The 2Blades Group at The Sainsbury Laboratory, working with Bayer, has received an Industrial Partnership Award (IPA) from the UK Biotechnology and Biological Sciences Research Council (BBSRC). The three-year, £860,000 grant will support a research project led by 2Blades to develop durable resistance to soybean rust (SBR), one of the world’s most destructive crop diseases.
The three-year project, “Novel Mechanism-of-Action (NMoA) Genes: A Pathway to Durable Soybean Rust Resistance,” will accelerate the discovery of new plant immune mechanisms to protect soybean against Phakopsora pachyrhizi, the fungus that causes soybean rust (SBR). This airborne disease can wipe out up to 90% of a crop within as little as three weeks after infection, posing a major risk to food security and farm incomes.
A New Route to Durable Resistance
Current SBR control options — fungicides and conventional breeding — offer only partial protection and come with major constraints. Chemical applications are expensive and raise concerns about potential impacts on health and the environment, while the pathogen is quickly evolving reduced sensitivity to available controls. Meanwhile, known soybean resistance genes have been overcome by new pathogen races.
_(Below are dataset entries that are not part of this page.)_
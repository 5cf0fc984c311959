//! Slash command detection: identify /commands in inbound messages.
use crate::registry::CommandRegistry;
use crate::types::CommandInvocation;

/// Detect a slash command at the start of a message.
///
/// Group chats address commands as `/help@bot_name`; when `bot_username` is
/// given, commands addressed to a different bot are ignored. Returns `None`
/// for plain text and unknown commands.
pub fn detect_command(
    text: &str,
    registry: &CommandRegistry,
    bot_username: Option<&str>,
) -> Option<CommandInvocation> {
    let trimmed = text.trim();
    if !trimmed.starts_with('/') {
        return None;
    }

    // Find the first whitespace to split alias from args
    let (head, rest) = trimmed.split_once(|c: char| c.is_whitespace())
        .map(|(a, r)| (a, r.trim()))
        .unwrap_or((trimmed, ""));

    let (alias_part, mention) = match head.split_once('@') {
        Some((alias, bot)) => (alias, Some(bot)),
        None => (head, None),
    };

    if let (Some(mention), Some(own)) = (mention, bot_username) {
        if !mention.eq_ignore_ascii_case(own) {
            return None;
        }
    }

    let def = registry.find_by_alias(alias_part)?;

    Some(CommandInvocation {
        key: def.key.clone(),
        mention: mention.map(str::to_owned),
        raw_args: rest.to_string(),
    })
}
To tackle these limitations, 2Blades will focus on characterizing an NMoA gene pair identified in wild Glycine relatives that show immunity to SBR. When transferred into cultivated soybean, these genes could provide stronger, longer-lasting resistance to the disease.
The project aims to:
- Characterize the diversity of NMoA-related sequences across plant species;
- Identify interactions among the regulatory, signaling, and pathogen effector proteins;
- Determine how this immune response function in plant cells; and
- Explore genome editing strategies to unlock disease resistance potential from related NMoA genes in soybean.
By elucidating this new defense pathway, the research seeks to enable durable and sustainable solutions to SBR, reduce reliance on chemical treatments, and improve crop resilience worldwide, according to a press release.
The project is a collaboration between 2Blades and Bayer. Bayer will use the research outcomes to support soybean breeding efforts aimed at growers in South America, while 2Blades will work on adapting the approach for use in smallholder farming systems in Africa.
The work builds on prior joint research between the two organizations on soybean rust resistance. The BBSRC-funded project extends that collaboration by deepening the scientific understanding needed to develop soybean varieties with longer-lasting resistance to soybean rust.